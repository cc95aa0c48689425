//! Ledger Client capability: token reads, approvals, transfers, and
//! confirmation waits against the chain.
//!
//! Two implementations ship with the crate:
//! - [`crate::erc20::AlloyLedger`]: alloy provider (native, feature `full`)
//! - [`crate::rpc_ledger::WalletLedger`]: routed through an EIP-1193 wallet

use std::future::Future;
use std::time::Duration;

use alloy::primitives::{Address, TxHash, U256};
use serde::Serialize;

use crate::connection::Session;
use crate::error::LedgerError;

/// A submitted, not yet confirmed transaction.
#[derive(Debug, Clone, Copy, PartialEq, Eq)]
pub struct TxHandle {
    pub hash: TxHash,
}

#[derive(Debug, Clone, Copy, PartialEq, Eq, Serialize)]
pub enum TxStatus {
    Success,
    Reverted,
}

/// Final status of a transaction once it is included.
#[derive(Debug, Clone, Copy, PartialEq, Eq)]
pub struct TxReceipt {
    pub status: TxStatus,
    pub hash: TxHash,
    pub block_number: Option<u64>,
    pub gas_used: Option<u64>,
}

impl TxReceipt {
    pub fn succeeded(&self) -> bool {
        self.status == TxStatus::Success
    }
}

/// Chain operations the payment flow needs. Amounts are in the token's
/// smallest unit.
///
/// Futures are not required to be `Send` so browser-backed implementations
/// can hold JavaScript handles. `wait` has no deadline: a stuck confirmation
/// stays pending until the chain answers or the caller drops the future.
pub trait LedgerClient {
    fn read_balance(
        &self,
        token: Address,
        owner: Address,
    ) -> impl Future<Output = Result<U256, LedgerError>>;

    fn read_allowance(
        &self,
        token: Address,
        owner: Address,
        spender: Address,
    ) -> impl Future<Output = Result<U256, LedgerError>>;

    fn read_decimals(&self, token: Address) -> impl Future<Output = Result<u8, LedgerError>>;

    /// `getTotalAmount()` on the distributor, in token units. Read before
    /// distributing to confirm the contract answers on this network.
    fn read_distribution_total(
        &self,
        distributor: Address,
    ) -> impl Future<Output = Result<U256, LedgerError>>;

    fn approve(
        &self,
        token: Address,
        spender: Address,
        amount: U256,
    ) -> impl Future<Output = Result<TxHandle, LedgerError>>;

    fn submit_transfer(
        &self,
        token: Address,
        recipient: Address,
        amount: U256,
    ) -> impl Future<Output = Result<TxHandle, LedgerError>>;

    /// Call `distributePayment()` on the distributor contract.
    fn submit_distribution(
        &self,
        distributor: Address,
    ) -> impl Future<Output = Result<TxHandle, LedgerError>>;

    fn wait(&self, tx: TxHandle) -> impl Future<Output = Result<TxReceipt, LedgerError>>;
}

/// Produces the Ledger Client for a freshly connected session, so writes are
/// signed by the wallet the user picked.
pub trait LedgerConnector<H> {
    type Ledger: LedgerClient;

    fn ledger_for(&self, session: &Session<H>) -> Self::Ledger;
}

impl<H, L, F> LedgerConnector<H> for F
where
    F: Fn(&Session<H>) -> L,
    L: LedgerClient,
{
    type Ledger = L;

    fn ledger_for(&self, session: &Session<H>) -> L {
        self(session)
    }
}

/// Async sleep used between confirmation polls.
pub trait Timer {
    fn sleep(&self, duration: Duration) -> impl Future<Output = ()>;
}

/// Tokio-backed [`Timer`].
#[cfg(feature = "full")]
#[derive(Debug, Clone, Copy, Default)]
pub struct TokioTimer;

#[cfg(feature = "full")]
impl Timer for TokioTimer {
    async fn sleep(&self, duration: Duration) {
        tokio::time::sleep(duration).await
    }
}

○ ○ ○ ○ ○

HOW TO COMPLETE THIS TASK: Output the lines of the records above exactly as they appear, from the line containing "use crate::connection::Session;" through the line containing "a stuck confirmation".

SOLVED PROBLEM:
use crate::connection::Session;
use crate::error::LedgerError;

/// A submitted, not yet confirmed transaction.
#[derive(Debug, Clone, Copy, PartialEq, Eq)]
pub struct TxHandle {
    pub hash: TxHash,
}

#[derive(Debug, Clone, Copy, PartialEq, Eq, Serialize)]
pub enum TxStatus {
    Success,
    Reverted,
}

/// Final status of a transaction once it is included.
#[derive(Debug, Clone, Copy, PartialEq, Eq)]
pub struct TxReceipt {
    pub status: TxStatus,
    pub hash: TxHash,
    pub block_number: Option<u64>,
    pub gas_used: Option<u64>,
}

impl TxReceipt {
    pub fn succeeded(&self) -> bool {
        self.status == TxStatus::Success
    }
}

/// Chain operations the payment flow needs. Amounts are in the token's
/// smallest unit.
///
/// Futures are not required to be `Send` so browser-backed implementations
/// can hold JavaScript handles. `wait` has no deadline: a stuck confirmation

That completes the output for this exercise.